Over the period during which the offences were alleged to have occurred, the defendant ran what may be described as a small transport business. He had a coach and a minibus. One of the things which he did was to bring children to a local swimming pool. Counts 1, 2 and 4, which consist of charges of indecent assault by the defendant of the complainant, were alleged to have occurred in circumstances connected with or related to these runs to the swimming pool. The complainant would have been twelve years old at the time of the first offence. Counts 6, 7 and 8, which concern the charges of unlawful carnal knowledge, were alleged to have occurred when the defendant met up with the complainant and went with her to particular locations where the offence was alleged to have taken place. As regards count 7, which is the only count with which this court is directly concerned, it was stated that the defendant met the complainant with his car outside the local school. She got into the car and they drove to his house where sexual intercourse took place in what was stated to be his bedroom. Further reference will be made to the relevant facts surrounding this particular event later in the judgment.

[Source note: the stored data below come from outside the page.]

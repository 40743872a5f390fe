// src/fetch.rs

//! The fetch orchestrator
//!
//! Drives one fetch from specifier to registered store path:
//!
//! ```text
//! CacheCheck -> Resolving -> Cloning/Checkout -> Submodules (recursive)
//!            -> Normalizing -> Hashing -> Registering
//! ```
//!
//! The steps are strictly sequential per repository. The cache check is
//! the only skip: when the caller supplied an expected digest and the
//! store already holds the derived address, the fetch returns without any
//! network activity. Every other failure aborts the whole fetch; no
//! partial tree is ever registered.
//!
//! [`Fetcher`] is generic over its collaborators, so the protocol runs
//! identically against real `git`/store processes and against the scripted
//! fakes in the integration tests.

use crate::address::StoreAddress;
use crate::digest::{Digest, HashKind};
use crate::error::{Error, Result};
use crate::git::{RefLister, Vcs};
use crate::normalize;
use crate::revision::RevisionSpec;
use crate::store::{StoreClient, TreeHasher};
use std::fs;
use std::path::Path;
use tempfile::TempDir;
use tracing::{debug, info};
use url::Url;

/// Branch name created for the checkout, and the `rev-parse` fallback
/// when the original specifier does not resolve (detached FETCH_HEAD)
pub const CHECKOUT_BRANCH: &str = "fetchgit";

/// Per-fetch configuration; a plain value, not shared state
#[derive(Debug, Clone)]
pub struct FetchOptions {
    /// Symbolic store name for the result
    pub name: String,
    /// Digest the caller expects; enables the cache short-circuit and
    /// mismatch enforcement
    pub expected_digest: Option<Digest>,
    /// Keep (normalized) `.git` directories instead of removing them
    pub keep_vcs_metadata: bool,
    /// Prefer a depth-1 single-ref fetch when a ref is known
    pub shallow_when_possible: bool,
    /// Recurse into declared submodules
    pub fetch_submodules: bool,
    /// Digest kind for the content address
    pub hash_kind: HashKind,
}

impl Default for FetchOptions {
    fn default() -> Self {
        Self {
            name: "git-export".to_string(),
            expected_digest: None,
            keep_vcs_metadata: false,
            shallow_when_possible: true,
            fetch_submodules: true,
            hash_kind: HashKind::Sha256,
        }
    }
}

/// Terminal output of one successful fetch
///
/// The working tree is a temporary resource owned by this value: it stays
/// on disk until the result is dropped. A cache hit has no working tree,
/// and knows the commit only if the caller specified one.
#[derive(Debug)]
pub struct FetchResult {
    /// The content address the fetch resolved to
    pub address: StoreAddress,
    /// Full hash of the checked-out commit; `None` on a cache hit for a
    /// by-ref specifier
    pub resolved_commit: Option<String>,
    /// Store path the address renders to
    pub store_path: String,
    workdir: Option<TempDir>,
}

impl FetchResult {
    /// The materialized working tree, if this fetch produced one
    pub fn working_tree(&self) -> Option<&Path> {
        self.workdir.as_ref().map(|w| w.path())
    }
}

/// Orchestrates fetches against a set of collaborators
pub struct Fetcher<'a, V, L, S, H> {
    vcs: &'a V,
    refs: &'a L,
    store: &'a S,
    hasher: &'a H,
}

impl<'a, V, L, S, H> Fetcher<'a, V, L, S, H>
where
    V: Vcs,
    L: RefLister,
    S: StoreClient,
    H: TreeHasher,
{
    pub fn new(vcs: &'a V, refs: &'a L, store: &'a S, hasher: &'a H) -> Self {
        Self {
            vcs,
            refs,
            store,
            hasher,
        }
    }

    /// Fetch `rev` from `url` and register it in the store
    pub fn fetch(&self, url: &str, rev: &RevisionSpec, options: &FetchOptions) -> Result<FetchResult> {
        // Cache check: the dominant fast path for repeatedly-built
        // configurations. A hit means identical content is already
        // registered, so the network is never touched.
        if let Some(expected) = &options.expected_digest {
            let address = StoreAddress::compute(expected.clone(), &options.name, true);
            let store_path = address.render(self.store)?;
            if self.store.is_valid(&store_path)? {
                info!("Store already holds {}; skipping fetch", store_path);
                return Ok(FetchResult {
                    address,
                    resolved_commit: rev.commit_hash().map(String::from),
                    store_path,
                    workdir: None,
                });
            }
        }

        let workdir = tempfile::tempdir()?;
        let tree = workdir.path().join(&options.name);
        fs::create_dir_all(&tree)?;

        let commit = self.materialize(&tree, url, rev, options)?;

        normalize::normalize_tree(self.vcs, &tree, options.keep_vcs_metadata)?;

        let digest = self.hasher.hash_tree(options.hash_kind, &tree, true)?;
        if let Some(expected) = &options.expected_digest {
            if expected != &digest {
                return Err(Error::HashMismatch {
                    expected: expected.to_prefixed_string(),
                    computed: digest.to_prefixed_string(),
                });
            }
        }

        let address = StoreAddress::compute(digest.clone(), &options.name, true);
        let store_path = self.store.register(&digest, &tree, true)?;
        info!("Registered {} at {}", address, store_path);

        Ok(FetchResult {
            address,
            resolved_commit: Some(commit),
            store_path,
            workdir: Some(workdir),
        })
    }

    /// Materialize one repository at `dir`, then its submodules
    ///
    /// Returns the full hash of the checked-out commit.
    fn materialize(
        &self,
        dir: &Path,
        url: &str,
        rev: &RevisionSpec,
        options: &FetchOptions,
    ) -> Result<String> {
        let resolved = rev.resolve(self.refs, url)?;

        self.vcs.init(dir)?;
        self.vcs.add_remote(dir, "origin", url)?;

        // Shallow-by-ref transfers minimal history, but only a known ref
        // can be fetched shallowly: an arbitrary historical commit may
        // not be reachable through a shallow fetch of current refs.
        match resolved.reference() {
            Some(reference) if options.shallow_when_possible => {
                debug!("Shallow fetch of {} from {}", reference, url);
                self.vcs.fetch(dir, Some(reference), Some(1))?;
                self.vcs.checkout(dir, CHECKOUT_BRANCH, "FETCH_HEAD")?;
            }
            _ => {
                let hash = resolved.commit_hash().ok_or(Error::MissingRevision)?;
                debug!("Full fetch from {} for commit {}", url, hash);
                self.vcs.fetch(dir, None, None)?;
                self.vcs.checkout(dir, CHECKOUT_BRANCH, hash)?;
            }
        }

        let probe = resolved
            .commit_hash()
            .or(resolved.reference())
            .ok_or(Error::MissingRevision)?;
        let commit = self
            .vcs
            .rev_parse(dir, probe)
            .or_else(|_| self.vcs.rev_parse(dir, &format!("refs/heads/{CHECKOUT_BRANCH}")))?;

        if options.fetch_submodules {
            self.materialize_submodules(dir, url, options)?;
        }

        Ok(commit)
    }

    /// Recursively materialize every submodule the checkout declares
    fn materialize_submodules(&self, dir: &Path, parent_url: &str, options: &FetchOptions) -> Result<()> {
        self.vcs.submodule_init(dir)?;
        let status = self.vcs.submodule_status(dir)?;
        if status.is_empty() {
            return Ok(());
        }

        let config = self.vcs.submodule_config(dir)?;
        for sub in status {
            let entry = config
                .iter()
                .find(|e| e.path == sub.path)
                .ok_or_else(|| Error::in_submodule(&sub.path, Error::UndeclaredSubmodule))?;

            let sub_url = resolve_submodule_url(parent_url, &entry.url);
            let subdir = dir.join(&sub.path);
            let spec = RevisionSpec::from_hash(&sub.commit);
            info!("Fetching submodule {} from {}", sub.path, sub_url);
            self.materialize(&subdir, &sub_url, &spec, options)
                .map_err(|e| Error::in_submodule(&sub.path, e))?;
        }
        Ok(())
    }
}

/// Resolve a declared submodule URL against the parent remote
///
/// Git treats `./` and `../` URLs as relative to the superproject's
/// remote. Remotes that do not parse as URLs (scp-style, plain paths)
/// fall back to textual joining.
fn resolve_submodule_url(parent: &str, declared: &str) -> String {
    if !(declared.starts_with("./") || declared.starts_with("../")) {
        return declared.to_string();
    }

    let base = format!("{}/", parent.trim_end_matches('/'));
    if let Ok(base) = Url::parse(&base) {
        if let Ok(joined) = base.join(declared) {
            return joined.to_string();
        }
    }

    let mut base = parent.trim_end_matches('/').to_string();
    let mut rel = declared;
    loop {
        if let Some(rest) = rel.strip_prefix("./") {
            rel = rest;
        } else if let Some(rest) = rel.strip_prefix("../") {
            rel = rest;
            if let Some(idx) = base.rfind('/') {
                base.truncate(idx);
            }
        } else {
            break;
        }
    }
    format!("{base}/{rel}")
}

The defendant stated that the first time he became aware that the complainant was complaining of such offences on his part was on his first encounter with the gardaí concerning them on the 21st August, 1995.
Grounds of appeal
The notice of application for leave to appeal set out numerous grounds of appeal all of which effectively were concentrated into one ground of appeal at the hearing. The first ground of appeal was summarised by counsel for the defendant in his submissions as concerning the credibility and reliability of the complainant's evidence and whether, having regard to the evidence in the case and the charge of the trial judge, this court could be "satisfied that the jury had due regard to the charge, in particular in relation to the presumption of innocence, the burden of proof and the obligation, where questions of fact could be resolved either in favour of or against the defendant, to draw such inference in favour of the accused unless it would have been unreasonable so to do." In effect, it was submitted that the complainant, as regards a whole range of details in her evidence, had either been proven wrong, contradicted herself or been so vague as to what occurred that the jury acted perversely in treating the complainant as a credible witness.
At the hearing of the application, the defendant was allowed to rely on a further ground of appeal which was that the trial judge erred in law in directing the jury that the evidence of the complainant that the window in the defendant's bedroom in which she alleged unlawful sexual intercourse took place was opposite the door and had curtains was capable of amounting to corroboration of the complainant's evidence.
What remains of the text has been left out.